### DATA TO EXAMINE
-*-*-

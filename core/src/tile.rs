use serde::{Deserialize, Serialize};

/// What a tile holds, fixed once the board is generated.
#[derive(Copy, Clone, Debug, Default, PartialEq, Eq, Serialize, Deserialize)]
pub enum TileContent {
    #[default]
    Empty,
    Mine,
}

/// Per-cell record of content, player marks, and the precomputed neighbor count.
#[derive(Copy, Clone, Debug, Default, PartialEq, Eq, Serialize, Deserialize)]
pub struct TileState {
    pub content: TileContent,
    pub flagged: bool,
    pub revealed: bool,
    pub adjacent_mines: u8,
}

impl TileState {
    pub const fn is_mine(self) -> bool {
        matches!(self.content, TileContent::Mine)
    }

    /// Empty tile with no adjacent mines, the only kind flood-fill expands from.
    pub const fn is_zero(self) -> bool {
        matches!(self.content, TileContent::Empty) && self.adjacent_mines == 0
    }
}
use sweeper_core::*;

fn face(outcome: GameOutcome) -> &'static str {
    match outcome {
        GameOutcome::NotStarted => "...",
        GameOutcome::Ongoing => ":)",
        GameOutcome::Win => ":D",
        GameOutcome::Loss => "X(",
    }
}

fn glyph(tile: TileState, outcome: GameOutcome) -> char {
    if tile.revealed {
        return match (tile.content, tile.adjacent_mines) {
            (TileContent::Mine, _) => '*',
            (TileContent::Empty, 0) => ' ',
            (TileContent::Empty, count) => char::from(b'0' + count),
        };
    }
    if tile.flagged {
        return 'F';
    }
    match (outcome, tile.content) {
        (GameOutcome::Loss, TileContent::Mine) => '*',
        (GameOutcome::Win, TileContent::Mine) => 'F',
        _ => '.',
    }
}

/// Text view of the game: mine counter and face, then one line per row.
pub(crate) fn render(game: &Game) -> String {
    let summary = game.summary();
    let (rows, cols) = game.config().size;
    let counter = match summary.outcome {
        GameOutcome::Win => 0,
        _ => summary.remaining_flags,
    };

    let mut out = String::new();
    out.push_str(&format!("{counter:>4}  {}\n", face(summary.outcome)));
    for row in 0..rows {
        out.push_str(&format!("{row:>3} "));
        for col in 0..cols {
            let cell = match game.board() {
                Some(board) => glyph(board.tile_at((row, col)), summary.outcome),
                None => '.',
            };
            out.push(cell);
        }
        out.push('\n');
    }
    out
}
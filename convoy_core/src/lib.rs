pub mod config;
pub mod corpus;
pub mod coverage;
pub mod engine;
pub mod job;
pub mod merge;
pub mod orchestrator;
pub mod scheduler;

pub use config::{ConvoyConfig, ExitCodes, OrchestratorSettings};
pub use corpus::{CorpusStore, SeedEntry, FEATURE_SET_SIZE};
pub use coverage::{
    CoverageInfo, CoverageRuntime, FuncInfo, PcTableEntry, TestOneInput, GLOBAL_COVERAGE,
};
pub use engine::{EngineError, EngineRegistry, JobCommand, QueueLayout};
pub use job::{FinalStats, FuzzJob, JobQueue};
pub use merge::{KeepAllMerge, MergeError, MergeOutcome, NoveltyMerge, SizedFile};
pub use orchestrator::{Orchestrator, OrchestratorError};
pub use scheduler::EngineStatus;
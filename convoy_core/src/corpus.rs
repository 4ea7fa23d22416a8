use std::collections::BTreeSet;
use std::fs;
use std::path::PathBuf;
use std::time::Duration;

/// Feature ids live in `[0, 2^21)`; anything wider is folded in.
pub const FEATURE_SET_SIZE: usize = 1 << 21;

/// One corpus input on disk plus everything the selectors need to know
/// about it.
///
/// Entries are never physically removed: a seed whose every feature has been
/// taken over by a smaller input is deleted *logically* (`live = false`, file
/// unlinked) so that slot numbers stay stable for the feature index.
#[derive(Debug, Clone)]
pub struct SeedEntry {
    /// Corpus file name (content hash).
    pub file_name: String,
    /// Full path of the on-disk input.
    pub file_path: PathBuf,
    /// Input size in bytes.
    pub size: u32,
    /// Wall-clock cost of one execution of this input.
    pub time_of_unit: Duration,
    /// Function-entry PCs this seed touches.
    pub seed_funcs: Vec<u64>,
    /// PC-table indices this seed touches.
    pub seed_pcs: Vec<usize>,
    /// Feature ids this seed owned when it was admitted.
    pub feature_set: Vec<u32>,
    /// How many features this seed currently owns exclusively. The entry
    /// dies when this reaches zero.
    pub num_features: usize,
    pub live: bool,
    /// Owned by a running job; not selectable.
    pub locked: bool,
    pub selections: u64,
    pub energy: f64,
    pub ucb1_score: f64,
}

/// The process-wide feature index: for every feature ever observed, the size
/// of the smallest input that exhibited it and the corpus slot owning that
/// input, plus a saturating hit-frequency counter.
struct FeatureIndex {
    smallest_size_per_feature: Box<[u32]>,
    owner_slot_per_feature: Box<[u32]>,
    global_feature_freq: Box<[u16]>,
    num_added_features: usize,
    num_updated_features: usize,
}

impl FeatureIndex {
    fn new() -> Self {
        Self {
            smallest_size_per_feature: vec![0u32; FEATURE_SET_SIZE].into_boxed_slice(),
            owner_slot_per_feature: vec![0u32; FEATURE_SET_SIZE].into_boxed_slice(),
            global_feature_freq: vec![0u16; FEATURE_SET_SIZE].into_boxed_slice(),
            num_added_features: 0,
            num_updated_features: 0,
        }
    }
}

/// Append-only table of seed entries together with the feature index that
/// assigns each feature to its smallest exemplar.
///
/// The index references entries by slot number; slots are handed out in
/// admission order and never reused, so the two structures need no
/// back-pointers.
pub struct CorpusStore {
    entries: Vec<SeedEntry>,
    deleted: usize,
    index: FeatureIndex,
    corpus_dir: PathBuf,
}

impl CorpusStore {
    pub fn new(corpus_dir: PathBuf) -> Self {
        Self {
            entries: Vec::new(),
            deleted: 0,
            index: FeatureIndex::new(),
            corpus_dir,
        }
    }

    pub fn corpus_dir(&self) -> &PathBuf {
        &self.corpus_dir
    }

    /// Total number of slots ever handed out, dead ones included.
    pub fn len(&self) -> usize {
        self.entries.len()
    }

    pub fn is_empty(&self) -> bool {
        self.entries.is_empty()
    }

    /// Number of live (not logically deleted) entries.
    pub fn live_size(&self) -> usize {
        self.entries.len() - self.deleted
    }

    /// Count of ownership changes: first sightings plus every time a smaller
    /// input took a feature over.
    pub fn num_feature_updates(&self) -> usize {
        self.index.num_updated_features
    }

    /// Count of features seen at least once.
    pub fn num_features_owned(&self) -> usize {
        self.index.num_added_features
    }

    pub fn seed(&self, slot: usize) -> &SeedEntry {
        &self.entries[slot]
    }

    pub fn seed_mut(&mut self, slot: usize) -> &mut SeedEntry {
        &mut self.entries[slot]
    }

    pub fn live_slots(&self) -> Vec<usize> {
        self.entries
            .iter()
            .enumerate()
            .filter(|(_, entry)| entry.live)
            .map(|(slot, _)| slot)
            .collect()
    }

    /// Offer a feature exhibited by an input of `new_size` bytes. Returns
    /// true when the caller's input now owns the feature.
    ///
    /// Smallest exemplar wins: a first sighting takes ownership outright and
    /// is recorded in `first_sightings`; a strictly smaller input displaces
    /// the previous owner, whose exclusive-feature count is decremented and
    /// which dies (file unlinked) when that count reaches zero. Ties keep
    /// the incumbent.
    ///
    /// Ownership is recorded against the *next* slot (`len()`), so the
    /// winning entry must be admitted with `add_to_corpus` immediately after
    /// its feature batch.
    pub fn add_feature(
        &mut self,
        feature: u32,
        new_size: u32,
        first_sightings: &mut BTreeSet<u32>,
    ) -> bool {
        debug_assert!(new_size > 0, "zero-sized inputs cannot own features");
        let idx = feature as usize % FEATURE_SET_SIZE;
        let old_size = self.index.smallest_size_per_feature[idx];
        if old_size == 0 || old_size > new_size {
            if old_size > 0 {
                let owner = self.index.owner_slot_per_feature[idx] as usize;
                let entry = &mut self.entries[owner];
                debug_assert!(entry.num_features > 0);
                entry.num_features -= 1;
                if entry.num_features == 0 {
                    self.delete(owner);
                }
            } else {
                self.index.num_added_features += 1;
                first_sightings.insert(idx as u32);
            }
            self.index.num_updated_features += 1;
            self.index.owner_slot_per_feature[idx] = self.entries.len() as u32;
            self.index.smallest_size_per_feature[idx] = new_size;
            return true;
        }
        false
    }

    /// Saturating increment of the feature's global hit counter.
    pub fn update_feature_frequency(&mut self, feature: u32) {
        let idx = feature as usize % FEATURE_SET_SIZE;
        let freq = &mut self.index.global_feature_freq[idx];
        *freq = freq.saturating_add(1);
    }

    pub fn feature_frequency(&self, feature: u32) -> u16 {
        self.index.global_feature_freq[feature as usize % FEATURE_SET_SIZE]
    }

    /// Size of the smallest input that ever exhibited `feature`, 0 if the
    /// feature was never seen.
    pub fn smallest_input_size_for(&self, feature: u32) -> u32 {
        self.index.smallest_size_per_feature[feature as usize % FEATURE_SET_SIZE]
    }

    /// Slot currently owning `feature`. Only meaningful while
    /// `smallest_input_size_for` is nonzero.
    pub fn owner_slot_for(&self, feature: u32) -> usize {
        self.index.owner_slot_per_feature[feature as usize % FEATURE_SET_SIZE] as usize
    }

    /// Admit a new entry and return its slot. Must directly follow the
    /// `add_feature` batch that won it its features.
    #[allow(clippy::too_many_arguments)]
    pub fn add_to_corpus(
        &mut self,
        file_name: String,
        file_path: PathBuf,
        size: u32,
        num_features: usize,
        time_of_unit: Duration,
        feature_set: Vec<u32>,
        seed_pcs: Vec<usize>,
        seed_funcs: Vec<u64>,
    ) -> usize {
        debug_assert!(self.entries.len() < u32::MAX as usize);
        let slot = self.entries.len();
        self.entries.push(SeedEntry {
            file_name,
            file_path,
            size,
            time_of_unit,
            seed_funcs,
            seed_pcs,
            feature_set,
            num_features,
            live: true,
            locked: false,
            selections: 0,
            energy: 1.0,
            ucb1_score: 0.0,
        });
        slot
    }

    /// Logically delete a slot: unlink its file, mark it dead and clear the
    /// selector state so nothing keeps steering toward it.
    pub fn delete(&mut self, slot: usize) {
        let entry = &mut self.entries[slot];
        if !entry.live {
            return;
        }
        let _ = fs::remove_file(&entry.file_path);
        entry.live = false;
        entry.locked = false;
        entry.energy = 0.0;
        entry.ucb1_score = 0.0;
        entry.seed_funcs.clear();
        entry.seed_pcs.clear();
        entry.feature_set.clear();
        self.deleted += 1;
    }

    /// Release the given slots at the end of a job. Dead slots were already
    /// unlocked by deletion.
    pub fn unlock(&mut self, slots: &[usize]) {
        for &slot in slots {
            if let Some(entry) = self.entries.get_mut(slot) {
                if entry.live {
                    entry.locked = false;
                }
            }
        }
    }
}
use clap::Parser;
use convoy_core::config::{ConvoyConfig, CorpusConfig, EnginesConfig};
use convoy_core::coverage::{CoverageInfo, CoverageRuntime, FuncInfo, PcTableEntry, TestOneInput};
use convoy_core::merge::KeepAllMerge;
use convoy_core::orchestrator::Orchestrator;
use std::collections::HashMap;
use std::path::PathBuf;
use std::sync::{Arc, Mutex};

#[derive(Parser, Debug)]
#[clap(author, version, about, long_about = None)]
struct Cli {
    #[clap(short, long, value_parser)]
    config_file: Option<PathBuf>,
    /// Number of worker slots (overrides the config file).
    #[clap(short, long)]
    jobs: Option<usize>,
    /// Wall-clock budget in seconds (overrides the config file).
    #[clap(long)]
    max_total_time: Option<u64>,
    /// Executed-unit budget (overrides the config file).
    #[clap(long)]
    max_runs: Option<u64>,
    /// Comma-separated engine names (overrides the config file).
    #[clap(long, value_delimiter = ',')]
    engines: Option<Vec<String>>,
    /// Seed corpus directories (overrides the config file).
    #[clap(long)]
    corpus: Option<Vec<PathBuf>>,
}

/// Demonstration coverage runtime: derives a synthetic PC trace and feature
/// set from the input bytes, so the scheduler has something to steer by
/// without linked-in instrumentation. Every eighth PC-table entry is a
/// function entry.
struct DemoRuntime {
    pc_table: Vec<PcTableEntry>,
    last_input: Arc<Mutex<Vec<u8>>>,
}

const DEMO_PCS: usize = 64;
const DEMO_FUNC_SPAN: usize = 8;

impl DemoRuntime {
    fn new(last_input: Arc<Mutex<Vec<u8>>>) -> Self {
        let pc_table = (0..DEMO_PCS)
            .map(|idx| PcTableEntry {
                pc: 0x4000 + (idx as u64) * 8,
                flags: u64::from(idx % DEMO_FUNC_SPAN == 0),
            })
            .collect();
        Self {
            pc_table,
            last_input,
        }
    }

    fn trace(&self) -> Vec<usize> {
        let input = self.last_input.lock().unwrap().clone();
        let mut pcs: Vec<usize> = input
            .iter()
            .map(|&byte| byte as usize % DEMO_PCS)
            .collect();
        pcs.sort_unstable();
        pcs.dedup();
        pcs
    }

    fn func_of(&self, idx: usize) -> u64 {
        self.pc_table[idx - idx % DEMO_FUNC_SPAN].pc + 1
    }
}

impl CoverageRuntime for DemoRuntime {
    fn reset_maps(&mut self) {}

    fn collect_features(&mut self, emit: &mut dyn FnMut(u32)) {
        let input = self.last_input.lock().unwrap().clone();
        for window in input.windows(2) {
            emit(((u32::from(window[0]) << 8) | u32::from(window[1])) % (1 << 21));
        }
        if let Some(&first) = input.first() {
            emit(u32::from(first));
        }
    }

    fn update_observed_pcs(&mut self, info: &mut CoverageInfo) {
        for idx in self.trace() {
            info.observed_pcs.insert(idx);
            if self.pc_table[idx].is_func_entry() {
                let func = self.func_of(idx);
                *info.observed_funcs.entry(func).or_insert(0) += 1;
            }
        }
    }

    fn for_each_current_observed_pc(&mut self, visit: &mut dyn FnMut(usize)) {
        for idx in self.trace() {
            visit(idx);
        }
    }

    fn pc_table_entry_by_idx(&self, idx: usize) -> Option<PcTableEntry> {
        self.pc_table.get(idx).copied()
    }

    fn next_instruction_pc(&self, pc: u64) -> u64 {
        pc + 1
    }

    fn func_freqs_uncovered_info(&self, info: &mut CoverageInfo) {
        let mut covered: HashMap<u64, usize> = HashMap::new();
        for &idx in &info.observed_pcs {
            *covered.entry(self.func_of(idx)).or_insert(0) += 1;
        }
        info.funcs_info = info
            .observed_funcs
            .iter()
            .map(|(&id, &hits)| {
                let covered_size = covered.get(&id).copied().unwrap_or(0);
                FuncInfo {
                    id,
                    hits,
                    uncover_size: DEMO_FUNC_SPAN.saturating_sub(covered_size),
                    covered_size,
                }
            })
            .collect();
    }

    fn pc_source_file(&self, _pc: u64) -> String {
        "demo_target.c".to_string()
    }
}

/// Demonstration harness: records the input for the runtime and rejects
/// inputs led by 0xFF, the way a parser would reject a bad magic number.
fn demo_callback(last_input: &Arc<Mutex<Vec<u8>>>) -> TestOneInput {
    let slot = Arc::clone(last_input);
    Box::new(move |data: &[u8]| {
        *slot.lock().unwrap() = data.to_vec();
        if data.first() == Some(&0xFF) {
            -1
        } else {
            0
        }
    })
}

fn main() -> Result<(), anyhow::Error> {
    env_logger::init();
    let cli = Cli::parse();

    let mut config = match cli.config_file {
        Some(config_path) => {
            println!("Loading configuration from specified path: {config_path:?}");
            ConvoyConfig::load_from_file(&config_path)?
        }
        None => {
            let default_config_path = PathBuf::from("config.toml");
            if default_config_path.exists() {
                println!(
                    "No config file specified via CLI, loading default: {default_config_path:?}"
                );
                ConvoyConfig::load_from_file(&default_config_path)?
            } else {
                println!(
                    "No config file specified and default 'config.toml' not found, using built-in defaults."
                );
                ConvoyConfig::default()
            }
        }
    };

    let settings = config.orchestrator.get_or_insert_with(Default::default);
    if let Some(jobs) = cli.jobs {
        settings.jobs = jobs;
    }
    if let Some(max_total_time) = cli.max_total_time {
        settings.max_total_time_secs = max_total_time;
    }
    if let Some(max_runs) = cli.max_runs {
        settings.max_runs = max_runs;
    }
    if let Some(engines) = cli.engines {
        config.engines = EnginesConfig { names: engines };
    }
    if let Some(corpus_dirs) = cli.corpus {
        config.corpus = Some(CorpusConfig { dirs: corpus_dirs });
    }
    config.validate()?;

    println!("Effective configuration: {config:#?}");

    let last_input = Arc::new(Mutex::new(Vec::new()));
    let runtime = DemoRuntime::new(Arc::clone(&last_input));
    let callback = demo_callback(&last_input);

    let orchestrator = Orchestrator::new(&config, runtime, callback, Box::new(KeepAllMerge))?;
    let exit_code = orchestrator.run()?;
    std::process::exit(exit_code);
}
#[cfg(test)]
mod tests {
    use super::*;
    use tempfile::tempdir;

    fn registry(base_args: Vec<String>, corpus_dirs: Vec<PathBuf>) -> EngineRegistry {
        EngineRegistry::new(
            PathBuf::from("/opt/bank"),
            "target_app".to_string(),
            base_args,
            corpus_dirs,
        )
    }

    fn request<'a>(
        engine: &'a str,
        dirs: &'a (PathBuf, PathBuf, PathBuf, PathBuf, PathBuf),
        seeds: &'a [PathBuf],
    ) -> CommandRequest<'a> {
        CommandRequest {
            engine,
            job_id: 3,
            budget_secs: 60,
            input_dir: &dirs.0,
            corpus_dir: &dirs.1,
            features_dir: &dirs.2,
            stop_file: &dirs.3,
            log_path: &dirs.4,
            seed_files: seeds,
            temp_dir: dirs.3.parent().unwrap(),
        }
    }

    fn job_dirs(root: &Path) -> (PathBuf, PathBuf, PathBuf, PathBuf, PathBuf) {
        let dirs = (
            root.join("I3"),
            root.join("C3"),
            root.join("F3"),
            root.join("STOP"),
            root.join("3.log"),
        );
        fs::create_dir_all(&dirs.0).unwrap();
        fs::create_dir_all(&dirs.1).unwrap();
        fs::create_dir_all(&dirs.2).unwrap();
        dirs
    }

    #[test]
    fn queue_layouts_match_engine_conventions() {
        let reg = registry(vec![], vec![]);
        let corpus = PathBuf::from("/tmp/work/C7");
        for name in ["libfuzzer", "entropic", "wingfuzz", "honggfuzz"] {
            assert_eq!(reg.queue_dir(name, &corpus), Some(corpus.clone()), "{name}");
        }
        for name in [
            "aflplusplus",
            "symcc",
            "radamsa",
            "mopt",
            "lafintel",
            "redqueen",
            "hastefuzz",
        ] {
            assert_eq!(
                reg.queue_dir(name, &corpus),
                Some(corpus.join("default").join("queue")),
                "{name}"
            );
        }
        for name in [
            "afl", "aflfast", "aflgo", "fairfuzz", "darwin", "ecofuzz", "fafuzz", "moptbk",
            "weizz",
        ] {
            assert_eq!(
                reg.queue_dir(name, &corpus),
                Some(corpus.join("queue")),
                "{name}"
            );
        }
        assert_eq!(reg.queue_dir("ankou", &corpus), None);
        assert_eq!(reg.queue_dir("no-such-engine", &corpus), None);
    }

    #[test]
    fn libfuzzer_command_strips_caller_flags_and_adds_job_flags() {
        let tmp = tempdir().unwrap();
        let dirs = job_dirs(tmp.path());
        let corpus_dir = PathBuf::from("/corpora/app");
        let reg = registry(
            vec![
                "./target_app".to_string(),
                "-fork=4".to_string(),
                "-runs=100000".to_string(),
                corpus_dir.display().to_string(),
            ],
            vec![corpus_dir.clone()],
        );
        let seeds = vec![tmp.path().join("s1"), tmp.path().join("s2")];
        let built = reg.build_command(&request("entropic", &dirs, &seeds)).unwrap();

        let argv = &built.cmd.argv;
        assert_eq!(argv[0], "./target_app", "entropic reuses the caller binary");
        assert!(!argv.iter().any(|a| a.starts_with("-fork=")));
        assert!(!argv.iter().any(|a| a.starts_with("-runs=")));
        assert!(!argv.iter().any(|a| a == &corpus_dir.display().to_string()));
        for expected in [
            "-reload=0",
            "-print_final_stats=1",
            "-verbosity=2",
            "-print_funcs=0",
            "-max_total_time=60",
            "-entropic=1",
        ] {
            assert!(argv.contains(&expected.to_string()), "missing {expected}");
        }
        assert!(argv.iter().any(|a| a.starts_with("-stop_file=")));
        assert!(argv.iter().any(|a| a.starts_with("-features_dir=")));
        let seed_flag = argv
            .iter()
            .find(|a| a.starts_with("-seed_inputs=@"))
            .expect("seed_inputs flag");
        let list_path = built.seed_list_path.as_ref().unwrap();
        assert!(seed_flag.ends_with(&list_path.display().to_string()));
        let list = fs::read_to_string(list_path).unwrap();
        assert_eq!(list.matches(',').count(), 1, "two seeds, one comma");

        let output_positional = dirs.1.join("output").display().to_string();
        assert!(argv.contains(&output_positional));
        assert!(dirs.1.join("output").is_dir());
        assert!(dirs.1.join("crash").is_dir());
        assert!(argv.iter().any(|a| a.starts_with("-artifact_prefix=")));
        assert_eq!(built.log_path, dirs.1.join("libfuzzer.log"));
        assert_eq!(built.cmd.output_file.as_ref().unwrap(), &built.log_path);
    }

    #[test]
    fn libfuzzer_without_seeds_omits_the_seed_list() {
        let tmp = tempdir().unwrap();
        let dirs = job_dirs(tmp.path());
        let reg = registry(vec!["./target_app".to_string()], vec![]);
        let built = reg.build_command(&request("libfuzzer", &dirs, &[])).unwrap();
        assert!(built.seed_list_path.is_none());
        assert!(!built.cmd.argv.iter().any(|a| a.starts_with("-seed_inputs=")));
        assert_eq!(
            built.cmd.argv[0],
            "/opt/bank/libfuzzer/target_app",
            "libfuzzer runs its own build of the target"
        );
    }

    #[test]
    fn afl_family_inserts_io_dirs_budget_and_sentinel() {
        let tmp = tempdir().unwrap();
        let dirs = job_dirs(tmp.path());
        let reg = registry(vec![], vec![]);
        let built = reg
            .build_command(&request("aflplusplus", &dirs, &[]))
            .unwrap();
        let argv = &built.cmd.argv;
        assert_eq!(argv[0], "/opt/bank/aflplusplus/afl-fuzz");
        assert_eq!(argv[1], "-i");
        assert_eq!(argv[2], dirs.0.display().to_string());
        assert_eq!(argv[3], "-o");
        assert_eq!(argv[4], dirs.1.display().to_string());
        assert_eq!(argv[5], "-V");
        assert_eq!(argv[6], "60");
        assert!(argv.contains(&"/opt/bank/aflplusplus/cmplog/target_app".to_string()));
        assert_eq!(argv[argv.len() - 2], "/opt/bank/aflplusplus/target_app");
        assert_eq!(argv[argv.len() - 1], "2147483647");
        assert_eq!(built.log_path, dirs.4);
    }

    #[test]
    fn aflfast_and_aflgo_never_get_the_budget_flag() {
        let tmp = tempdir().unwrap();
        let dirs = job_dirs(tmp.path());
        let reg = registry(vec![], vec![]);
        for name in ["aflfast", "aflgo"] {
            let built = reg.build_command(&request(name, &dirs, &[])).unwrap();
            assert!(
                !built.cmd.argv.contains(&"-V".to_string()),
                "{name} must not receive -V"
            );
        }
    }

    #[test]
    fn honggfuzz_uses_its_own_directory_flags() {
        let tmp = tempdir().unwrap();
        let dirs = job_dirs(tmp.path());
        let reg = registry(vec![], vec![]);
        let built = reg.build_command(&request("honggfuzz", &dirs, &[])).unwrap();
        let argv = &built.cmd.argv;
        assert_eq!(argv[1], "-f");
        assert_eq!(argv[3], "-W");
        assert_eq!(argv[5], "--run_time");
        assert_eq!(argv[6], "60");
        assert_eq!(argv.last().unwrap(), "/opt/bank/honggfuzz/target_app");
    }

    #[test]
    fn ankou_uses_duration_flag_and_unknown_engines_fail() {
        let tmp = tempdir().unwrap();
        let dirs = job_dirs(tmp.path());
        let reg = registry(vec![], vec![]);
        let built = reg.build_command(&request("ankou", &dirs, &[])).unwrap();
        let argv = &built.cmd.argv;
        assert_eq!(argv[5], "-dur");
        assert_eq!(argv[6], "60");

        let err = reg
            .build_command(&request("no-such-engine", &dirs, &[]))
            .unwrap_err();
        assert!(matches!(err, EngineError::UnknownEngine(_)));
    }
}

-*-*-

### TASK INSTRUCTIONS
Among the records above, a stretch begins at the line containing "directories (overrides the config file)." and ends at the line containing "usize % DEMO_PCS)". Restate that stretch word for word, and nothing else.

### RESULT FOR THIS EXERCISE
    /// Seed corpus directories (overrides the config file).
    #[clap(long)]
    corpus: Option<Vec<PathBuf>>,
}

/// Demonstration coverage runtime: derives a synthetic PC trace and feature
/// set from the input bytes, so the scheduler has something to steer by
/// without linked-in instrumentation. Every eighth PC-table entry is a
/// function entry.
struct DemoRuntime {
    pc_table: Vec<PcTableEntry>,
    last_input: Arc<Mutex<Vec<u8>>>,
}

const DEMO_PCS: usize = 64;
const DEMO_FUNC_SPAN: usize = 8;

impl DemoRuntime {
    fn new(last_input: Arc<Mutex<Vec<u8>>>) -> Self {
        let pc_table = (0..DEMO_PCS)
            .map(|idx| PcTableEntry {
                pc: 0x4000 + (idx as u64) * 8,
                flags: u64::from(idx % DEMO_FUNC_SPAN == 0),
            })
            .collect();
        Self {
            pc_table,
            last_input,
        }
    }

    fn trace(&self) -> Vec<usize> {
        let input = self.last_input.lock().unwrap().clone();
        let mut pcs: Vec<usize> = input
            .iter()
            .map(|&byte| byte as usize % DEMO_PCS)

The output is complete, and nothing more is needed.